Blogging Tip: Be Patient and Persistent When Starting a New Blog

I just got an email from a reader of my main website ( asking about audience building strategies for a new blog (a running blog in his case). This is a great question, and it’s an issue that almost every blogger must deal with when first starting out.

When I first start writing Runblogger I had an audience of zero (I don’t even think my wife looked at the site!). I had only been active on social media for a few months, I had little knowledge of what search engine optimization was, and the entire blogging world was new to me. I had little focus, and no real plan for how to build the site.

My nature is to research the heck out of anything I do, and so I began reading books on blogging (Problogger and Blogging Heroes were particularly helpful) and started to play around with various audience building strategies. Slowly but surely my traffic started to creep upward, but it didn’t happen quickly.

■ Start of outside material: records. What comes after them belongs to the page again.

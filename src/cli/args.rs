//! Command line argument parsing for the rewear CLI using clap.

use std::path::PathBuf;

use clap::{Parser, Subcommand, ValueEnum};

use crate::features::FeatureProfile;

/// rewear - train and serve a clothing usability classifier
#[derive(Parser, Debug, Clone)]
#[command(name = "rewear")]
#[command(about = "Train and serve a clothing usability classifier")]
#[command(version = env!("CARGO_PKG_VERSION"))]
#[command(long_about = None)]
pub struct RewearArgs {
    /// Verbosity level (0=quiet, 1=normal, 2=verbose, 3=debug)
    #[arg(short, long, action = clap::ArgAction::Count)]
    pub verbose: u8,

    /// Quiet mode (overrides verbose)
    #[arg(short, long)]
    pub quiet: bool,

    /// Output format for command results
    #[arg(short = 'f', long = "format", default_value = "human")]
    pub output_format: OutputFormat,

    /// Subcommand to execute
    #[command(subcommand)]
    pub command: Command,
}

impl RewearArgs {
    /// Get the effective verbosity level
    pub fn verbosity(&self) -> u8 {
        if self.quiet {
            0
        } else {
            match self.verbose {
                0 => 1, // Default to normal
                n => n,
            }
        }
    }
}

/// Output format for command results
#[derive(ValueEnum, Debug, Clone, Copy, PartialEq, Eq)]
pub enum OutputFormat {
    /// Human-readable output
    Human,
    /// JSON output
    Json,
}

/// Available CLI commands
#[derive(Subcommand, Debug, Clone)]
pub enum Command {
    /// Train the classifier and persist its artifacts
    Train(TrainArgs),

    /// Serve predictions (api variant: explicit brand + wear frequency)
    #[command(name = "serve-api")]
    ServeApi(ServeApiArgs),

    /// Serve predictions (web variant: brand or brand tier)
    #[command(name = "serve-web")]
    ServeWeb(ServeWebArgs),
}

/// Arguments for training
#[derive(Parser, Debug, Clone)]
pub struct TrainArgs {
    /// Path to the training CSV
    #[arg(short, long, value_name = "CSV_FILE")]
    pub data: PathBuf,

    /// Directory to write the artifacts into
    #[arg(short, long, value_name = "DIR", default_value = "./artifacts")]
    pub output: PathBuf,

    /// Feature profile to train (api, web, or full)
    #[arg(long, default_value = "api", value_parser = parse_profile)]
    pub profile: FeatureProfile,

    /// Number of trees in the forest
    #[arg(long, default_value_t = 100)]
    pub trees: usize,

    /// Maximum depth of each tree
    #[arg(long, default_value_t = 15)]
    pub max_depth: usize,

    /// Minimum samples required to split a node
    #[arg(long, default_value_t = 5)]
    pub min_samples_split: usize,

    /// Minimum samples required in each leaf
    #[arg(long, default_value_t = 2)]
    pub min_samples_leaf: usize,

    /// Fraction of rows held out for accuracy measurement
    #[arg(long, default_value_t = 0.2)]
    pub test_fraction: f64,

    /// Seed for sampling and splitting
    #[arg(long, default_value_t = 42)]
    pub seed: u64,
}

/// Arguments for the api server variant
#[derive(Parser, Debug, Clone)]
pub struct ServeApiArgs {
    /// Directory containing the trained artifacts
    #[arg(short, long, value_name = "DIR", default_value = "./artifacts")]
    pub artifacts: PathBuf,

    /// Address to bind
    #[arg(long, default_value = "0.0.0.0")]
    pub host: String,

    /// Port to listen on
    #[arg(short, long, default_value_t = 8000)]
    pub port: u16,
}

/// Arguments for the web server variant
#[derive(Parser, Debug, Clone)]
pub struct ServeWebArgs {
    /// Directory containing the trained artifacts
    #[arg(short, long, value_name = "DIR", default_value = "./artifacts")]
    pub artifacts: PathBuf,

    /// Catalog CSV used to build the brand bucket table
    #[arg(long, value_name = "CSV_FILE")]
    pub catalog: Option<PathBuf>,

    /// Address to bind
    #[arg(long, default_value = "0.0.0.0")]
    pub host: String,

    /// Port to listen on (also read from the PORT environment variable)
    #[arg(short, long, env = "PORT", default_value_t = 5000)]
    pub port: u16,
}

fn parse_profile(s: &str) -> Result<FeatureProfile, String> {
    s.parse().map_err(|e: crate::error::RewearError| e.to_string())
}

To demonstrate my own experience, below is a screen shot of monthly traffic recorded by Google Analytics from Feb 1, 2009 through March 1, 2014 (click on it for a larger view):

Runblogger Traffic


That line on the far left is awfully flat!

In fact, it was almost a full year before my site traffic really started to pick up. And it was almost 18 months before I realized that a blog was a viable source of income. In short, had I not been patient and persistent, I’d likely still be working as a college professor rather than the owner/writer/editor of a successful niche website that has become my full-time job.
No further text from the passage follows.